So I had a bit of a cold this weekend, the short-lived kind in which your nose is hot and you're so groggy for the first 24 hours you can but watch TV between naps. And so it was that I caught an episode of Cook's Country on PBS, and watched some woman demonstrate making spaghetti and meatballs. The big deal about her version was that she didn't separately brown the meatballs first, they went straight into the sauce raw. I'll get back to that part in a sec.

Once her meatballs were in the oven she proceeded to cook her pasta, once again repeating the thing that everyone repeats about how if you add oil to the cooking water, your sauce won't cling to your noodles. And then I watched her spaghetti, dull and flat looking, which supposedly won't cling to sauce, cling to each other like a big sticky clump and refuse to accept the sauce which she tried to blend in and gave up on. It pretty much just sat there on top.

Have any of you people who believe that actually tested this theory or do you just accept it as truth and pass it on? It's not true!

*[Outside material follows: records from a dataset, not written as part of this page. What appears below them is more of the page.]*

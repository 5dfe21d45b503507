//! Enqueue-to-dequeue latency distribution of `ConcurrentQueue`.
//!
//! One producer stamps every item with its send time, one consumer records the
//! hand-over latency in an HDR histogram and prints the percentiles.

use hdrhistogram::Histogram;
use marketcore_rs::ConcurrentQueue;
use std::sync::Arc;
use std::time::{Duration, Instant};

const ITERATIONS: u64 = 1_000_000;

fn main() {
    println!("Preparing queue latency benchmark...");

    let queue: Arc<ConcurrentQueue<Instant>> =
        Arc::new(ConcurrentQueue::new(1024).expect("queue"));
    let mut histogram =
        Histogram::<u64>::new_with_bounds(1, 10_000_000, 3).expect("histogram bounds");

    println!("Running {ITERATIONS} iterations...");
    let started = Instant::now();

    let producer = {
        let queue = Arc::clone(&queue);
        std::thread::spawn(move || {
            for _ in 0..ITERATIONS {
                let mut stamp = Instant::now();
                while let Err(back) = queue.enqueue(stamp) {
                    stamp = back;
                    std::hint::spin_loop();
                }
            }
        })
    };

    let mut received = 0;
    while received < ITERATIONS {
        match queue.dequeue() {
            Some(sent) => {
                let latency = sent.elapsed().as_nanos() as u64;
                // Outliers beyond the histogram range are clamped.
                histogram.saturating_record(latency.max(1));
                received += 1;
            }
            None => std::hint::spin_loop(),
        }
    }
    producer.join().expect("producer thread");
    let total: Duration = started.elapsed();

    let stats = queue.stats();
    println!("\n=== Queue Latency Report (ns) ===");
    println!("Total items: {ITERATIONS}");
    println!(
        "Throughput:  {:.2} items/sec",
        ITERATIONS as f64 / total.as_secs_f64()
    );
    println!("Peak depth:  {}", stats.peak_size);
    println!("Full queue:  {} rejected enqueues", stats.failed_enqueues);
    println!("---------------------------------");
    println!("Min:    {:8} ns", histogram.min());
    println!("P50:    {:8} ns", histogram.value_at_quantile(0.50));
    println!("P90:    {:8} ns", histogram.value_at_quantile(0.90));
    println!("P99:    {:8} ns", histogram.value_at_quantile(0.99));
    println!("P99.9:  {:8} ns", histogram.value_at_quantile(0.999));
    println!("Max:    {:8} ns", histogram.max());
}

I'll get back to this.

Now back to the meatballs. I probably haven't had spaghetti and meatballs but five or six times in my life. The first time was a game changer for me--a batch made by an Italian boyfriend's mother when I was about 19. Really good with an intense and slightly sweet and smooth tomato sauce, lightly caramelized from long cooking. Very different from any Italian sauce I'd had before. I've ordered it a few times in restaurants and the reality on my plate has never impressed. And I had it once at a friends, wherein she loaded the meatballs raw into the sauce just like on this show but when it was supposedly done, some of the meatballs were still raw in the middle and this did nothing to sell me on the method. Funny enough, the finished meatballs on Cook's Country were also fairly rare. (The guest cook mentioned that she'd doubled the recipe so I'm guessing she didn't adjust the cook time--only 40 minutes--for the increased volume). Of course, as usual on TV cooking shows, they pretended everything was fine.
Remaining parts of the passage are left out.